To date, policymakers have been most reluctant to adopt either strategy. Instead, Germany and Co have acted as all creditors tend to when they want their money back, forcing ever more implausible levels of counter-productive austerity on their over-indebted neighbours. Any fiscal and monetary assistance offered has been half-hearted and insufficient.

Politically, it’s proving virtually impossible to persuade hard-working Germans to pay for profligate Greeks and Italians. The bail-out fund has thus been made too small and ineffectual to offer meaningful support. In any event, it is only there at all as a surrogate for the European Central Bank, which refuses to do its proper job as lender of last resort, and provide the unlimited liquidity necessary to douse the flames.

Again, there are good reasons for the ECB’s stance, not least that it is actually banned from direct purchases of sovereign bonds. Its intervention in the bond markets – where that debt is subsequently traded – to support the eurozone’s periphery may also be technically illegal, which helps explain both its limited scope and the sophistry of the explanations used. In any case, for the ECB to be funding government spending by even the most indirect route is a definite no-no for Germany, with its memories of Weimar hyperinflation.

Yet to prevent a crisis from spiralling out of control and causing an even greater mess, it is sometimes necessary for central banks to ignore even the best-intentioned rules. Walter Bagehot in the 19th century argued that, in a financial panic, only the central bank has the ability to lend without limit – and therefore, only the central bank can convince investors that they’ve got nothing to worry about.

There is a big difference between acting to stem a banking panic, and buying up the debt of essentially insolvent eurozone states. But the principle is the same – and if the current crisis is not to end in calamity, it’s hard to see the alternatives.

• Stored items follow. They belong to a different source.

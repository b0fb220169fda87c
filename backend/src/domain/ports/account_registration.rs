//! Driving port for creating accounts.

use async_trait::async_trait;

use crate::domain::{Error, Registration, User};

/// Domain use-case port for self-service registration.
#[cfg_attr(test, mockall::automock)]
#[async_trait]
pub trait AccountRegistration: Send + Sync {
    /// Create an account. Duplicate usernames or emails yield a conflict.
    async fn register(&self, registration: &Registration) -> Result<User, Error>;
}
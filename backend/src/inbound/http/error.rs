//! HTTP mapping for domain errors.
//!
//! The domain [`Error`] stays transport agnostic; this module gives it a
//! status code and JSON body, and routes Actix extractor failures and
//! unmatched routes through the same envelope.

use actix_web::error::{JsonPayloadError, PathError, QueryPayloadError};
use actix_web::{HttpRequest, HttpResponse, ResponseError, http::StatusCode};
use serde_json::json;
use tracing::{error, warn};

use crate::domain::{Error, ErrorCode, TRACE_ID_HEADER};

/// Result alias for HTTP handlers.
pub type ApiResult<T> = Result<T, Error>;

pub(crate) const INTERNAL_MESSAGE: &str = "Internal server error";

fn status_for(code: ErrorCode) -> StatusCode {
    match code {
        ErrorCode::InvalidRequest => StatusCode::BAD_REQUEST,
        ErrorCode::Unauthorized => StatusCode::UNAUTHORIZED,
        ErrorCode::Forbidden => StatusCode::FORBIDDEN,
        ErrorCode::NotFound => StatusCode::NOT_FOUND,
        ErrorCode::Conflict => StatusCode::CONFLICT,
        ErrorCode::ServiceUnavailable => StatusCode::SERVICE_UNAVAILABLE,
        ErrorCode::InternalError => StatusCode::INTERNAL_SERVER_ERROR,
    }
}

/// Strip message and details from internal errors before they leave the
/// process. The trace id survives so operators can find the log line.
fn client_view(error: &Error) -> Error {
    if error.code() != ErrorCode::InternalError {
        return error.clone();
    }
    let redacted = Error::internal(INTERNAL_MESSAGE);
    match error.trace_id() {
        Some(id) => redacted.with_trace_id(id),
        None => redacted,
    }
}

impl ResponseError for Error {
    fn status_code(&self) -> StatusCode {
        status_for(self.code())
    }

    fn error_response(&self) -> HttpResponse {
        match self.code() {
            ErrorCode::InternalError => {
                error!(message = self.message(), trace_id = ?self.trace_id(), "request failed");
            }
            ErrorCode::ServiceUnavailable => {
                warn!(message = self.message(), trace_id = ?self.trace_id(), "backing service unavailable");
            }
            _ => {}
        }

        let mut builder = HttpResponse::build(self.status_code());
        if let Some(id) = self.trace_id() {
            builder.insert_header((TRACE_ID_HEADER, id.to_owned()));
        }
        builder.json(client_view(self))
    }
}

impl From<actix_web::Error> for Error {
    fn from(err: actix_web::Error) -> Self {
        error!(error = %err, "actix error promoted to domain error");
        Error::internal(INTERNAL_MESSAGE)
    }
}

fn malformed(source: &'static str, reason: String) -> actix_web::Error {
    Error::invalid_request(format!("Malformed {source}"))
        .with_details(json!({ "code": format!("invalid_{source}"), "reason": reason }))
        .into()
}

/// `JsonConfig` error handler: malformed bodies become `400` envelopes.
pub fn json_error_handler(err: JsonPayloadError, _req: &HttpRequest) -> actix_web::Error {
    match err {
        JsonPayloadError::ContentType => {
            Error::invalid_request("Content-Type must be application/json")
                .with_details(json!({ "code": "unsupported_content_type" }))
                .into()
        }
        other => malformed("json", other.to_string()),
    }
}

/// `QueryConfig` error handler.
pub fn query_error_handler(err: QueryPayloadError, _req: &HttpRequest) -> actix_web::Error {
    malformed("query", err.to_string())
}

/// `PathConfig` error handler.
pub fn path_error_handler(err: PathError, _req: &HttpRequest) -> actix_web::Error {
    malformed("path", err.to_string())
}

/// Default service for unmatched routes.
pub async fn route_not_found(req: HttpRequest) -> ApiResult<HttpResponse> {
    Err(Error::not_found("Route not found").with_details(json!({
        "method": req.method().as_str(),
        "path": req.path(),
    })))
}

#[cfg(test)]
#[path = "error_tests.rs"]
mod tests;
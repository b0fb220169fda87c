//! Mutex-guarded `ShipmentRepository`.

use std::collections::HashMap;
use std::sync::{Mutex, MutexGuard};

use async_trait::async_trait;
use chrono::{DateTime, Utc};
use pagination::PageRequest;

use crate::domain::ports::{ShipmentRepository, ShipmentRepositoryError};
use crate::domain::{
    Shipment, ShipmentFilter, ShipmentId, ShipmentPatch, ShipmentSelection, ShipmentStatus,
    UserId,
};

/// In-memory shipment store keyed by id.
#[derive(Debug, Default)]
pub struct InMemoryShipmentRepository {
    shipments: Mutex<HashMap<ShipmentId, Shipment>>,
}

impl InMemoryShipmentRepository {
    /// Empty store.
    pub fn new() -> Self {
        Self::default()
    }

    fn lock(&self) -> Result<MutexGuard<'_, HashMap<ShipmentId, Shipment>>, ShipmentRepositoryError> {
        self.shipments
            .lock()
            .map_err(|_| ShipmentRepositoryError::connection("shipment store poisoned"))
    }
}

fn tracking_number_taken(
    shipments: &HashMap<ShipmentId, Shipment>,
    candidate: &Shipment,
) -> bool {
    shipments.values().any(|existing| {
        existing.id() != candidate.id() && existing.tracking_number() == candidate.tracking_number()
    })
}

fn duplicate(shipment: &Shipment) -> ShipmentRepositoryError {
    ShipmentRepositoryError::duplicate_tracking_number(shipment.tracking_number().as_ref())
}

#[async_trait]
impl ShipmentRepository for InMemoryShipmentRepository {
    async fn insert(&self, shipment: &Shipment) -> Result<(), ShipmentRepositoryError> {
        let mut shipments = self.lock()?;
        if shipments.contains_key(&shipment.id()) {
            return Err(ShipmentRepositoryError::query(format!(
                "shipment {} already exists",
                shipment.id()
            )));
        }
        if tracking_number_taken(&shipments, shipment) {
            return Err(duplicate(shipment));
        }
        shipments.insert(shipment.id(), shipment.clone());
        Ok(())
    }

    async fn find_for_owner(
        &self,
        id: &ShipmentId,
        owner: &UserId,
    ) -> Result<Option<Shipment>, ShipmentRepositoryError> {
        let shipments = self.lock()?;
        Ok(shipments
            .get(id)
            .filter(|shipment| shipment.owner() == owner)
            .cloned())
    }

    async fn list(
        &self,
        selection: &ShipmentSelection,
        page: PageRequest,
    ) -> Result<Vec<Shipment>, ShipmentRepositoryError> {
        let shipments = self.lock()?;
        let skip = usize::try_from(page.offset()).unwrap_or(usize::MAX);
        let take = usize::try_from(page.limit()).unwrap_or(usize::MAX);
        Ok(selection
            .apply(shipments.values())
            .into_iter()
            .skip(skip)
            .take(take)
            .cloned()
            .collect())
    }

    async fn count(&self, filter: &ShipmentFilter) -> Result<u64, ShipmentRepositoryError> {
        let shipments = self.lock()?;
        let matching = shipments
            .values()
            .filter(|shipment| filter.matches(shipment))
            .count();
        Ok(u64::try_from(matching).unwrap_or(u64::MAX))
    }

    async fn update_for_owner(
        &self,
        id: &ShipmentId,
        owner: &UserId,
        patch: &ShipmentPatch,
        updated_at: DateTime<Utc>,
    ) -> Result<Option<Shipment>, ShipmentRepositoryError> {
        // The merge happens under the lock so no other writer sees a stale copy.
        let mut shipments = self.lock()?;
        let Some(mut merged) = shipments
            .get(id)
            .filter(|existing| existing.owner() == owner)
            .cloned()
        else {
            return Ok(None);
        };
        merged.apply(patch.clone(), updated_at);
        if tracking_number_taken(&shipments, &merged) {
            return Err(duplicate(&merged));
        }
        shipments.insert(merged.id(), merged.clone());
        Ok(Some(merged))
    }

    async fn delete_for_owner(
        &self,
        id: &ShipmentId,
        owner: &UserId,
    ) -> Result<bool, ShipmentRepositoryError> {
        let mut shipments = self.lock()?;
        let owned = shipments
            .get(id)
            .is_some_and(|existing| existing.owner() == owner);
        if owned {
            shipments.remove(id);
        }
        Ok(owned)
    }

    async fn count_by_status(
        &self,
        owner: &UserId,
    ) -> Result<Vec<(ShipmentStatus, u64)>, ShipmentRepositoryError> {
        let shipments = self.lock()?;
        let mut counts: HashMap<ShipmentStatus, u64> = HashMap::new();
        for shipment in shipments.values().filter(|s| s.owner() == owner) {
            *counts.entry(shipment.status()).or_default() += 1;
        }
        Ok(ShipmentStatus::ALL
            .iter()
            .filter_map(|status| counts.get(status).map(|count| (*status, *count)))
            .collect())
    }
}

#[cfg(test)]
#[path = "shipment_repository_tests.rs"]
mod tests;
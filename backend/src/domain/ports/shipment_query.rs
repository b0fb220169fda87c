//! Driving port for shipment reads.

use async_trait::async_trait;
use pagination::{PageMeta, PageRequest};

use crate::domain::{
    DeliveryForecast, Error, ListShipmentsParams, Shipment, ShipmentId, ShipmentSummary, UserId,
};

/// A shipment together with its forecast at read time.
#[derive(Debug, Clone, PartialEq, Eq)]
pub struct ShipmentView {
    /// Stored shipment.
    pub shipment: Shipment,
    /// Forecast computed from the status, estimate and current time.
    pub forecast: DeliveryForecast,
}

/// Request for a single shipment.
#[derive(Debug, Clone, PartialEq, Eq)]
pub struct GetShipmentRequest {
    /// Authenticated caller.
    pub owner: UserId,
    /// Target shipment.
    pub shipment_id: ShipmentId,
}

/// Request for one page of the caller's shipments.
#[derive(Debug, Clone, PartialEq, Eq)]
pub struct ListShipmentsRequest {
    /// Authenticated caller.
    pub owner: UserId,
    /// Search, status and sort parameters.
    pub params: ListShipmentsParams,
    /// Page window.
    pub page: PageRequest,
}

/// One page of shipments with pagination metadata.
#[derive(Debug, Clone, PartialEq, Eq)]
pub struct ListShipmentsResponse {
    /// Shipments on the page, in order.
    pub shipments: Vec<ShipmentView>,
    /// Page position and totals.
    pub pagination: PageMeta,
}

/// Domain use-case port for shipment reads.
#[cfg_attr(test, mockall::automock)]
#[async_trait]
pub trait ShipmentQuery: Send + Sync {
    /// Fetch one owned shipment. Absent and foreign shipments are both
    /// reported as not found.
    async fn get_shipment(&self, request: GetShipmentRequest) -> Result<ShipmentView, Error>;

    /// List owned shipments.
    async fn list_shipments(
        &self,
        request: ListShipmentsRequest,
    ) -> Result<ListShipmentsResponse, Error>;

    /// Per-status counts over every owned shipment.
    async fn summarize(&self, owner: &UserId) -> Result<ShipmentSummary, Error>;
}
//! The shipment aggregate and its create/update inputs.

use chrono::{DateTime, Utc};

use super::fields::{DestinationAddress, ShipmentId, ShipmentNotes, ShipmentStatus, TrackingNumber};
use crate::domain::UserId;

/// A tracked delivery owned by exactly one user.
///
/// ## Invariants
/// - `owner` never changes after creation.
/// - `updated_at` is refreshed on every mutation and never precedes
///   `created_at` when both come from the same clock.
#[derive(Debug, Clone, PartialEq, Eq)]
pub struct Shipment {
    id: ShipmentId,
    owner: UserId,
    tracking_number: TrackingNumber,
    destination_address: DestinationAddress,
    status: ShipmentStatus,
    is_fragile: bool,
    ship_date: DateTime<Utc>,
    estimated_delivery_date: DateTime<Utc>,
    notes: ShipmentNotes,
    created_at: DateTime<Utc>,
    updated_at: DateTime<Utc>,
}

/// Every stored attribute of a shipment, used by persistence adapters to
/// rebuild a [`Shipment`].
#[derive(Debug, Clone)]
pub struct ShipmentParts {
    /// Identifier.
    pub id: ShipmentId,
    /// Owning user.
    pub owner: UserId,
    /// Tracking number.
    pub tracking_number: TrackingNumber,
    /// Destination address.
    pub destination_address: DestinationAddress,
    /// Lifecycle status.
    pub status: ShipmentStatus,
    /// Fragility flag.
    pub is_fragile: bool,
    /// Date the shipment left the origin.
    pub ship_date: DateTime<Utc>,
    /// Promised delivery date.
    pub estimated_delivery_date: DateTime<Utc>,
    /// Free-text notes.
    pub notes: ShipmentNotes,
    /// Creation timestamp.
    pub created_at: DateTime<Utc>,
    /// Last mutation timestamp.
    pub updated_at: DateTime<Utc>,
}

impl From<ShipmentParts> for Shipment {
    fn from(parts: ShipmentParts) -> Self {
        Self {
            id: parts.id,
            owner: parts.owner,
            tracking_number: parts.tracking_number,
            destination_address: parts.destination_address,
            status: parts.status,
            is_fragile: parts.is_fragile,
            ship_date: parts.ship_date,
            estimated_delivery_date: parts.estimated_delivery_date,
            notes: parts.notes,
            created_at: parts.created_at,
            updated_at: parts.updated_at,
        }
    }
}

impl Shipment {
    /// Materialise a draft for `owner`, stamping both timestamps with `now`.
    pub fn create(id: ShipmentId, owner: UserId, draft: ShipmentDraft, now: DateTime<Utc>) -> Self {
        Self {
            id,
            owner,
            tracking_number: draft.tracking_number,
            destination_address: draft.destination_address,
            status: draft.status,
            is_fragile: draft.is_fragile,
            ship_date: draft.ship_date,
            estimated_delivery_date: draft.estimated_delivery_date,
            notes: draft.notes,
            created_at: now,
            updated_at: now,
        }
    }

    /// Merge the fields present in `patch`, leaving the rest untouched, and
    /// refresh `updated_at`.
    pub fn apply(&mut self, patch: ShipmentPatch, now: DateTime<Utc>) {
        let ShipmentPatch {
            tracking_number,
            destination_address,
            status,
            is_fragile,
            ship_date,
            estimated_delivery_date,
            notes,
        } = patch;

        if let Some(value) = tracking_number {
            self.tracking_number = value;
        }
        if let Some(value) = destination_address {
            self.destination_address = value;
        }
        if let Some(value) = status {
            self.status = value;
        }
        if let Some(value) = is_fragile {
            self.is_fragile = value;
        }
        if let Some(value) = ship_date {
            self.ship_date = value;
        }
        if let Some(value) = estimated_delivery_date {
            self.estimated_delivery_date = value;
        }
        if let Some(value) = notes {
            self.notes = value;
        }
        self.updated_at = now;
    }

    /// Identifier.
    pub fn id(&self) -> ShipmentId {
        self.id
    }

    /// Owning user.
    pub fn owner(&self) -> &UserId {
        &self.owner
    }

    /// Tracking number.
    pub fn tracking_number(&self) -> &TrackingNumber {
        &self.tracking_number
    }

    /// Destination address.
    pub fn destination_address(&self) -> &DestinationAddress {
        &self.destination_address
    }

    /// Lifecycle status.
    pub fn status(&self) -> ShipmentStatus {
        self.status
    }

    /// Whether the parcel needs careful handling.
    pub fn is_fragile(&self) -> bool {
        self.is_fragile
    }

    /// Date the shipment left the origin.
    pub fn ship_date(&self) -> DateTime<Utc> {
        self.ship_date
    }

    /// Promised delivery date.
    pub fn estimated_delivery_date(&self) -> DateTime<Utc> {
        self.estimated_delivery_date
    }

    /// Free-text notes.
    pub fn notes(&self) -> &ShipmentNotes {
        &self.notes
    }

    /// Creation timestamp.
    pub fn created_at(&self) -> DateTime<Utc> {
        self.created_at
    }

    /// Last mutation timestamp.
    pub fn updated_at(&self) -> DateTime<Utc> {
        self.updated_at
    }
}

/// Validated input for creating a shipment.
///
/// Optional fields fall back to the documented defaults: status
/// [`ShipmentStatus::Pending`], not fragile, empty notes.
#[derive(Debug, Clone, PartialEq, Eq)]
pub struct ShipmentDraft {
    /// Tracking number; must be unique across every owner.
    pub tracking_number: TrackingNumber,
    /// Destination address.
    pub destination_address: DestinationAddress,
    /// Initial status.
    pub status: ShipmentStatus,
    /// Fragility flag.
    pub is_fragile: bool,
    /// Ship date.
    pub ship_date: DateTime<Utc>,
    /// Estimated delivery date.
    pub estimated_delivery_date: DateTime<Utc>,
    /// Notes.
    pub notes: ShipmentNotes,
}

impl ShipmentDraft {
    /// Draft with only the required fields; everything else defaulted.
    pub fn new(
        tracking_number: TrackingNumber,
        destination_address: DestinationAddress,
        ship_date: DateTime<Utc>,
        estimated_delivery_date: DateTime<Utc>,
    ) -> Self {
        Self {
            tracking_number,
            destination_address,
            status: ShipmentStatus::default(),
            is_fragile: false,
            ship_date,
            estimated_delivery_date,
            notes: ShipmentNotes::default(),
        }
    }
}

/// Partial update. `None` means "leave unchanged".
#[derive(Debug, Clone, Default, PartialEq, Eq)]
pub struct ShipmentPatch {
    /// Replacement tracking number.
    pub tracking_number: Option<TrackingNumber>,
    /// Replacement destination address.
    pub destination_address: Option<DestinationAddress>,
    /// Replacement status.
    pub status: Option<ShipmentStatus>,
    /// Replacement fragility flag.
    pub is_fragile: Option<bool>,
    /// Replacement ship date.
    pub ship_date: Option<DateTime<Utc>>,
    /// Replacement estimated delivery date.
    pub estimated_delivery_date: Option<DateTime<Utc>>,
    /// Replacement notes.
    pub notes: Option<ShipmentNotes>,
}

impl ShipmentPatch {
    /// Whether the patch changes nothing.
    pub fn is_empty(&self) -> bool {
        self == &Self::default()
    }
}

With the eurozone as a whole seemingly sliding rapidly back into recession, such bond purchases could be justified in terms of demand management, in the same way as was the “quantitative easing” applied by the Bank of England and the US Federal Reserve. Of course, a broad programme of QE across all eurozone nations would suffer from the flaw that has always been at the heart of European monetary union: that what’s appropriate for the periphery is unlikely to be appropriate for the core, and vice versa.

However, these are issues for the future. What’s important for now is to prevent the crisis dragging everyone into a depression. But will Mario act? Don’t hold your breath.

1 comment: said...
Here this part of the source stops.